[Dataset entries]
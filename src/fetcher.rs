use crate::retry::RetryPolicy;
use crate::types::{CandidateArticle, MonitorError, Result};
use async_trait::async_trait;
use reqwest::Client;
use scraper::{Html, Selector};
use std::time::Duration;
use tracing::{debug, info, warn};
use url::Url;

/// Listing pages rarely surface more useful links than this; everything
/// past the cap is noise.
const MAX_CANDIDATES_PER_PAGE: usize = 20;
const MIN_TITLE_LEN: usize = 10;
const MIN_CONTENT_LEN: usize = 100;

/// Fetch collaborator: turns a monitored source URL into candidate
/// articles. Errors are per-source; the orchestrator skips and continues.
#[async_trait]
pub trait ArticleFetcher: Send + Sync {
    async fn fetch(&self, source_url: &str) -> Result<Vec<CandidateArticle>>;
}

#[derive(Debug, Clone)]
pub struct FetchConfig {
    pub user_agent: String,
    pub timeout_secs: u64,
    pub max_retries: u32,
    pub retry_base_delay: Duration,
    pub max_redirects: usize,
}

impl Default for FetchConfig {
    fn default() -> Self {
        Self {
            user_agent: "GenAI-Content-Monitor/1.0".to_string(),
            timeout_secs: 30,
            max_retries: 3,
            retry_base_delay: Duration::from_secs(1),
            max_redirects: 5,
        }
    }
}

/// HTTP fetcher: downloads a listing page, extracts candidate article
/// links, then downloads and extracts each article's text.
pub struct HttpFetcher {
    client: Client,
    retry: RetryPolicy,
}

impl HttpFetcher {
    pub fn new(config: FetchConfig) -> Self {
        let client = Client::builder()
            .user_agent(&config.user_agent)
            .timeout(Duration::from_secs(config.timeout_secs))
            .gzip(true)
            .deflate(true)
            .brotli(true)
            .redirect(reqwest::redirect::Policy::limited(config.max_redirects))
            .build()
            .expect("Failed to create HTTP client");

        let retry = RetryPolicy::new(config.max_retries, config.retry_base_delay, 2.0);

        Self { client, retry }
    }

    async fn get_text(&self, url: &str) -> Result<String> {
        let response = self
            .retry
            .run("page fetch", || async {
                let response = self.client.get(url).send().await?;
                if !response.status().is_success() {
                    return Err(MonitorError::Fetch(format!(
                        "HTTP {} from {}",
                        response.status(),
                        url
                    )));
                }
                Ok(response)
            })
            .await?;

        Ok(response.text().await?)
    }
}

#[async_trait]
impl ArticleFetcher for HttpFetcher {
    async fn fetch(&self, source_url: &str) -> Result<Vec<CandidateArticle>> {
        debug!("Fetching listing page: {}", source_url);
        let listing_html = self.get_text(source_url).await?;
        let links = extract_candidate_links(&listing_html, source_url);
        debug!("Found {} candidate links on {}", links.len(), source_url);

        let mut candidates = Vec::new();
        for link in links {
            match self.get_text(&link.url).await {
                Ok(article_html) => {
                    let content = extract_content(&article_html);
                    if content.len() >= MIN_CONTENT_LEN {
                        candidates.push(CandidateArticle {
                            title: link.title,
                            url: link.url,
                            content,
                            source_url: source_url.to_string(),
                        });
                    } else {
                        debug!("Skipping {}: content too short", link.url);
                    }
                }
                Err(e) => {
                    warn!("Failed to fetch candidate {}: {}", link.url, e);
                }
            }
        }

        info!(
            "Successfully extracted {} articles from {}",
            candidates.len(),
            source_url
        );
        Ok(candidates)
    }
}

struct CandidateLink {
    title: String,
    url: String,
}

// Parsing stays in sync helpers so the parsed document never lives across
// an await point.
fn extract_candidate_links(html: &str, base_url: &str) -> Vec<CandidateLink> {
    let document = Html::parse_document(html);
    let base = match Url::parse(base_url) {
        Ok(base) => base,
        Err(e) => {
            warn!("Invalid base URL {}: {}", base_url, e);
            return Vec::new();
        }
    };

    let container_selectors = [
        "article",
        ".post",
        ".entry",
        ".blog-post",
        ".article",
        ".content-item",
        ".news-item",
    ];
    let title_selectors = ["h1", "h2", "h3", ".title", ".headline"];
    let link_selector = parse_selector("a[href]");

    let mut links: Vec<CandidateLink> = Vec::new();

    for selector_str in &container_selectors {
        let Some(selector) = Selector::parse(selector_str).ok() else {
            continue;
        };
        for container in document.select(&selector) {
            let title = title_selectors.iter().find_map(|title_sel| {
                let sel = Selector::parse(title_sel).ok()?;
                container
                    .select(&sel)
                    .next()
                    .map(|el| el.text().collect::<String>().trim().to_string())
            });

            let href = link_selector.as_ref().and_then(|sel| {
                container
                    .select(sel)
                    .next()
                    .and_then(|el| el.value().attr("href"))
                    .map(|h| h.to_string())
            });

            if let (Some(title), Some(href)) = (title, href) {
                if title.len() >= MIN_TITLE_LEN {
                    if let Ok(absolute) = base.join(&href) {
                        links.push(CandidateLink {
                            title,
                            url: absolute.to_string(),
                        });
                    }
                }
            }
        }
        if !links.is_empty() {
            break;
        }
    }

    // Fallback: plain links whose anchor text looks like a headline.
    if links.is_empty() {
        if let Some(sel) = link_selector.as_ref() {
            for anchor in document.select(sel) {
                let title = anchor.text().collect::<String>().trim().to_string();
                let Some(href) = anchor.value().attr("href") else {
                    continue;
                };
                if title.len() >= MIN_TITLE_LEN {
                    if let Ok(absolute) = base.join(href) {
                        links.push(CandidateLink {
                            title,
                            url: absolute.to_string(),
                        });
                    }
                }
            }
        }
    }

    links.dedup_by(|a, b| a.url == b.url);
    links.truncate(MAX_CANDIDATES_PER_PAGE);
    links
}

fn extract_content(html: &str) -> String {
    let document = Html::parse_document(html);

    let content_selectors = [
        "article",
        "main",
        "[role=\"main\"]",
        ".content",
        "#content",
        ".post",
        ".entry",
        ".article-content",
        ".blog-post",
    ];

    for selector_str in &content_selectors {
        let Some(selector) = Selector::parse(selector_str).ok() else {
            continue;
        };
        let text: String = document
            .select(&selector)
            .flat_map(|el| el.text())
            .collect::<Vec<_>>()
            .join(" ");
        let normalized = normalize_whitespace(&text);
        if !normalized.is_empty() {
            return normalized;
        }
    }

    // Fallback to the whole body text.
    if let Some(body_sel) = Selector::parse("body").ok() {
        let text: String = document
            .select(&body_sel)
            .flat_map(|el| el.text())
            .collect::<Vec<_>>()
            .join(" ");
        return normalize_whitespace(&text);
    }

    String::new()
}

fn parse_selector(raw: &str) -> Option<Selector> {
    Selector::parse(raw).ok()
}

fn normalize_whitespace(text: &str) -> String {
    text.split_whitespace().collect::<Vec<_>>().join(" ")
}
use crate::types::{LedgerSnapshot, LedgerStats, Result, SeenArticle};
use chrono::{Duration, Utc};
use std::fs;
use std::path::{Path, PathBuf};
use tracing::{debug, error, info, warn};

/// Durable record of URLs already evaluated. Single writer; every mutation
/// rewrites the whole snapshot through a temp-file + rename so readers never
/// observe a partial store and a crash mid-write leaves the previous version
/// intact.
pub struct SeenLedger {
    path: PathBuf,
    snapshot: LedgerSnapshot,
}

impl SeenLedger {
    /// Load the ledger from `path`, starting fresh when the file is missing
    /// or unreadable.
    pub fn load<P: Into<PathBuf>>(path: P) -> Self {
        let path = path.into();
        let snapshot = match fs::read_to_string(&path) {
            Ok(raw) => match serde_json::from_str::<LedgerSnapshot>(&raw) {
                Ok(snapshot) => {
                    info!(
                        "Loaded {} seen articles from {}",
                        snapshot.articles.len(),
                        path.display()
                    );
                    snapshot
                }
                Err(e) => {
                    error!("Error parsing ledger {}: {}, starting fresh", path.display(), e);
                    LedgerSnapshot::new()
                }
            },
            Err(_) => {
                info!("No existing ledger found, creating new store: {}", path.display());
                LedgerSnapshot::new()
            }
        };

        Self { path, snapshot }
    }

    pub fn is_seen(&self, url: &str) -> bool {
        self.snapshot.articles.contains_key(url)
    }

    /// Record a sighting of `url`. First sighting initializes the count to
    /// 1; repeats increment it and preserve the first-seen timestamp. The
    /// snapshot is persisted before returning; a write failure keeps the
    /// in-memory state so a later write can still succeed.
    pub fn mark_seen(&mut self, url: &str, title: Option<&str>) -> Result<()> {
        match self.snapshot.articles.get_mut(url) {
            Some(existing) => {
                existing.seen_count += 1;
                if title.is_some() {
                    existing.title = title.map(|t| t.to_string());
                }
            }
            None => {
                self.snapshot.articles.insert(
                    url.to_string(),
                    SeenArticle {
                        title: title.map(|t| t.to_string()),
                        first_seen: Some(Utc::now()),
                        seen_count: 1,
                    },
                );
            }
        }
        debug!("Marked article as seen: {:?} ({})", title, url);
        self.persist()
    }

    /// Remove entries first seen before the cutoff. Entries with an
    /// unparsable first-seen timestamp are treated as corrupt and always
    /// evicted.
    pub fn cleanup(&mut self, max_age_days: u32) -> Result<usize> {
        let cutoff = Utc::now() - Duration::days(i64::from(max_age_days));
        let before = self.snapshot.articles.len();
        self.snapshot
            .articles
            .retain(|_, article| matches!(article.first_seen, Some(first) if first >= cutoff));
        let removed = before - self.snapshot.articles.len();

        if removed > 0 {
            info!("Cleaned up {} old articles", removed);
            self.persist()?;
        }
        Ok(removed)
    }

    pub fn stats(&self) -> LedgerStats {
        let file_size_bytes = fs::metadata(&self.path).map(|m| m.len()).unwrap_or(0);
        LedgerStats {
            total_articles_seen: self.snapshot.articles.len(),
            created_at: self.snapshot.created_at,
            last_updated: self.snapshot.last_updated,
            file_size_bytes,
        }
    }

    pub fn len(&self) -> usize {
        self.snapshot.articles.len()
    }

    pub fn is_empty(&self) -> bool {
        self.snapshot.articles.is_empty()
    }

    pub fn get(&self, url: &str) -> Option<&SeenArticle> {
        self.snapshot.articles.get(url)
    }

    pub fn path(&self) -> &Path {
        &self.path
    }

    fn persist(&mut self) -> Result<()> {
        self.snapshot.last_updated = Utc::now();

        if let Some(parent) = self.path.parent() {
            if !parent.as_os_str().is_empty() {
                fs::create_dir_all(parent)?;
            }
        }

        let json = serde_json::to_string_pretty(&self.snapshot)?;
        let temp_path = self.path.with_extension("json.tmp");

        // Write-then-rename keeps the previous version intact on a crash.
        if let Err(e) = fs::write(&temp_path, json).and_then(|_| fs::rename(&temp_path, &self.path))
        {
            warn!("Error saving ledger {}: {}", self.path.display(), e);
            return Err(e.into());
        }

        debug!("Saved ledger to {}", self.path.display());
        Ok(())
    }
}
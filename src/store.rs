use crate::types::{ArticleRecord, Result};
use async_trait::async_trait;
use chrono::Utc;
use std::fs;
use std::path::PathBuf;
use tokio::sync::RwLock;
use tracing::{debug, info, warn};

/// Store for processed article records, keyed by URL.
#[async_trait]
pub trait ArticleStore: Send + Sync {
    /// Insert or replace the record for its URL. A replacement updates
    /// content, summary, and the relevance flag but preserves the original
    /// discovery timestamp.
    async fn upsert(&self, record: ArticleRecord) -> Result<()>;

    /// Newest-first records, optionally restricted to GenAI-related ones.
    async fn recent(&self, limit: usize, relevant_only: bool) -> Result<Vec<ArticleRecord>>;

    async fn count(&self) -> usize;
}

/// File-backed store using the same atomic-replace discipline as the
/// ledger: the whole record list is one JSON document, rewritten via a temp
/// file and rename.
pub struct JsonArticleStore {
    path: PathBuf,
    records: RwLock<Vec<ArticleRecord>>,
}

impl JsonArticleStore {
    pub fn load<P: Into<PathBuf>>(path: P) -> Self {
        let path = path.into();
        let records = match fs::read_to_string(&path) {
            Ok(raw) => match serde_json::from_str::<Vec<ArticleRecord>>(&raw) {
                Ok(records) => {
                    info!("Loaded {} article records from {}", records.len(), path.display());
                    records
                }
                Err(e) => {
                    warn!(
                        "Error parsing article store {}: {}, starting fresh",
                        path.display(),
                        e
                    );
                    Vec::new()
                }
            },
            Err(_) => {
                info!("No existing article store found: {}", path.display());
                Vec::new()
            }
        };

        Self {
            path,
            records: RwLock::new(records),
        }
    }

    fn persist(&self, records: &[ArticleRecord]) -> Result<()> {
        if let Some(parent) = self.path.parent() {
            if !parent.as_os_str().is_empty() {
                fs::create_dir_all(parent)?;
            }
        }

        let json = serde_json::to_string_pretty(records)?;
        let temp_path = self.path.with_extension("json.tmp");
        fs::write(&temp_path, json)?;
        fs::rename(&temp_path, &self.path)?;
        debug!("Saved {} article records to {}", records.len(), self.path.display());
        Ok(())
    }
}

#[async_trait]
impl ArticleStore for JsonArticleStore {
    async fn upsert(&self, mut record: ArticleRecord) -> Result<()> {
        let mut records = self.records.write().await;

        match records.iter_mut().find(|existing| existing.url == record.url) {
            Some(existing) => {
                record.id = existing.id;
                record.discovered_at = existing.discovered_at;
                record.processed_at = Utc::now();
                *existing = record;
            }
            None => records.push(record),
        }

        self.persist(&records)
    }

    async fn recent(&self, limit: usize, relevant_only: bool) -> Result<Vec<ArticleRecord>> {
        let records = self.records.read().await;
        let mut selected: Vec<ArticleRecord> = records
            .iter()
            .filter(|record| !relevant_only || record.genai_related)
            .cloned()
            .collect();
        selected.sort_by(|a, b| b.discovered_at.cmp(&a.discovered_at));
        selected.truncate(limit);
        Ok(selected)
    }

    async fn count(&self) -> usize {
        self.records.read().await.len()
    }
}

/// In-memory store for tests and dry runs.
#[derive(Default)]
pub struct MemoryArticleStore {
    records: RwLock<Vec<ArticleRecord>>,
}

impl MemoryArticleStore {
    pub fn new() -> Self {
        Self::default()
    }
}

#[async_trait]
impl ArticleStore for MemoryArticleStore {
    async fn upsert(&self, mut record: ArticleRecord) -> Result<()> {
        let mut records = self.records.write().await;
        match records.iter_mut().find(|existing| existing.url == record.url) {
            Some(existing) => {
                record.id = existing.id;
                record.discovered_at = existing.discovered_at;
                record.processed_at = Utc::now();
                *existing = record;
            }
            None => records.push(record),
        }
        Ok(())
    }

    async fn recent(&self, limit: usize, relevant_only: bool) -> Result<Vec<ArticleRecord>> {
        let records = self.records.read().await;
        let mut selected: Vec<ArticleRecord> = records
            .iter()
            .filter(|record| !relevant_only || record.genai_related)
            .cloned()
            .collect();
        selected.sort_by(|a, b| b.discovered_at.cmp(&a.discovered_at));
        selected.truncate(limit);
        Ok(selected)
    }

    async fn count(&self) -> usize {
        self.records.read().await.len()
    }
}
use crate::monitor::ContentMonitor;
use crate::types::Result;
use chrono::{DateTime, Duration as ChronoDuration, Utc};
use std::sync::atomic::{AtomicBool, Ordering};
use std::sync::Arc;
use std::time::Duration;
use tracing::{error, info, warn};

/// Named recurring interval governing scheduled runs.
#[derive(Debug, Clone, Copy, PartialEq, Eq)]
pub enum Cadence {
    Hourly,
    EveryTwoHours,
    EverySixHours,
    Daily,
    TwiceDaily,
    Weekly,
}

impl Cadence {
    /// Parse the configured spelling; unrecognized input falls back to
    /// daily with a warning, never an error.
    pub fn parse(raw: &str) -> Self {
        match raw.trim().to_lowercase().as_str() {
            "hourly" => Cadence::Hourly,
            "every_2_hours" => Cadence::EveryTwoHours,
            "every_6_hours" => Cadence::EverySixHours,
            "daily" => Cadence::Daily,
            "twice_daily" => Cadence::TwiceDaily,
            "weekly" => Cadence::Weekly,
            other => {
                warn!("Unknown schedule interval: {}, defaulting to daily", other);
                Cadence::Daily
            }
        }
    }

    pub fn interval(&self) -> ChronoDuration {
        match self {
            Cadence::Hourly => ChronoDuration::hours(1),
            Cadence::EveryTwoHours => ChronoDuration::hours(2),
            Cadence::EverySixHours => ChronoDuration::hours(6),
            Cadence::Daily => ChronoDuration::hours(24),
            Cadence::TwiceDaily => ChronoDuration::hours(12),
            Cadence::Weekly => ChronoDuration::days(7),
        }
    }

    pub fn as_str(&self) -> &'static str {
        match self {
            Cadence::Hourly => "hourly",
            Cadence::EveryTwoHours => "every_2_hours",
            Cadence::EverySixHours => "every_6_hours",
            Cadence::Daily => "daily",
            Cadence::TwiceDaily => "twice_daily",
            Cadence::Weekly => "weekly",
        }
    }
}

impl std::fmt::Display for Cadence {
    fn fmt(&self, f: &mut std::fmt::Formatter<'_>) -> std::fmt::Result {
        f.write_str(self.as_str())
    }
}

/// Drives the monitor on a recurring cadence. Owns its own job state (next
/// run timestamp, poll interval, failure cool-down) — no process-wide
/// registry. Runs never overlap: the loop blocks on each run's completion
/// before checking for the next due job.
pub struct MonitorScheduler {
    monitor: ContentMonitor,
    cadence: Cadence,
    poll_interval: Duration,
    cooldown: Duration,
    next_run: DateTime<Utc>,
    stop: Arc<AtomicBool>,
}

impl MonitorScheduler {
    pub fn new(monitor: ContentMonitor, cadence: Cadence) -> Self {
        Self {
            monitor,
            cadence,
            poll_interval: Duration::from_secs(60),
            cooldown: Duration::from_secs(300),
            next_run: Utc::now(),
            stop: Arc::new(AtomicBool::new(false)),
        }
    }

    /// Shorter poll/cool-down intervals, used by tests.
    pub fn with_intervals(mut self, poll_interval: Duration, cooldown: Duration) -> Self {
        self.poll_interval = poll_interval;
        self.cooldown = cooldown;
        self
    }

    /// Handle for cooperative shutdown: set the flag and the loop exits
    /// after its current sleep/check cycle. In-flight runs always finish.
    pub fn stop_handle(&self) -> Arc<AtomicBool> {
        self.stop.clone()
    }

    pub fn next_run(&self) -> DateTime<Utc> {
        self.next_run
    }

    /// Run one pass immediately, then loop until the stop flag is set.
    /// A failed run is logged and followed by a cool-down wait; the
    /// scheduler itself never exits on a single run's failure.
    pub async fn start(&mut self) -> Result<()> {
        info!("Content monitor scheduler started (cadence: {})", self.cadence);

        info!("Running initial monitoring check");
        self.run_guarded().await;

        while !self.stop.load(Ordering::SeqCst) {
            if Utc::now() >= self.next_run {
                self.run_guarded().await;
            }
            tokio::time::sleep(self.poll_interval).await;
        }

        info!("Content monitor scheduler stopped");
        Ok(())
    }

    pub fn stop(&self) {
        self.stop.store(true, Ordering::SeqCst);
    }

    async fn run_guarded(&mut self) {
        let started_at = Utc::now();
        info!("Starting scheduled monitoring run at {}", started_at);
        match self.monitor.run_once().await {
            Ok(stats) => {
                info!(
                    "Completed scheduled monitoring run: {}/{} relevant articles",
                    stats.total_relevant, stats.total_found
                );
            }
            Err(e) => {
                error!("Error during scheduled monitoring run: {}", e);
                // Cool down before resuming the normal polling cadence.
                tokio::time::sleep(self.cooldown).await;
            }
        }
        self.next_run = Utc::now() + self.cadence.interval();
    }
}

#[cfg(test)]
mod tests {
    use super::*;

    #[test]
    fn known_cadences_parse() {
        assert_eq!(Cadence::parse("hourly"), Cadence::Hourly);
        assert_eq!(Cadence::parse("every_2_hours"), Cadence::EveryTwoHours);
        assert_eq!(Cadence::parse("every_6_hours"), Cadence::EverySixHours);
        assert_eq!(Cadence::parse("daily"), Cadence::Daily);
        assert_eq!(Cadence::parse("twice_daily"), Cadence::TwiceDaily);
        assert_eq!(Cadence::parse("weekly"), Cadence::Weekly);
    }

    #[test]
    fn unknown_cadence_defaults_to_daily() {
        assert_eq!(Cadence::parse("fortnightly"), Cadence::Daily);
        assert_eq!(Cadence::parse(""), Cadence::Daily);
    }

    #[test]
    fn parsing_is_case_insensitive() {
        assert_eq!(Cadence::parse(" Hourly "), Cadence::Hourly);
        assert_eq!(Cadence::parse("WEEKLY"), Cadence::Weekly);
    }

    #[test]
    fn intervals_match_cadence() {
        assert_eq!(Cadence::Hourly.interval(), ChronoDuration::hours(1));
        assert_eq!(Cadence::TwiceDaily.interval(), ChronoDuration::hours(12));
        assert_eq!(Cadence::Weekly.interval(), ChronoDuration::days(7));
    }
}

> _WHAT THIS TASK INVOLVES_
Only the number should be given: how many lines in the entries above contain the string "types"?

> _RESPONSE TO THIS TASK_
4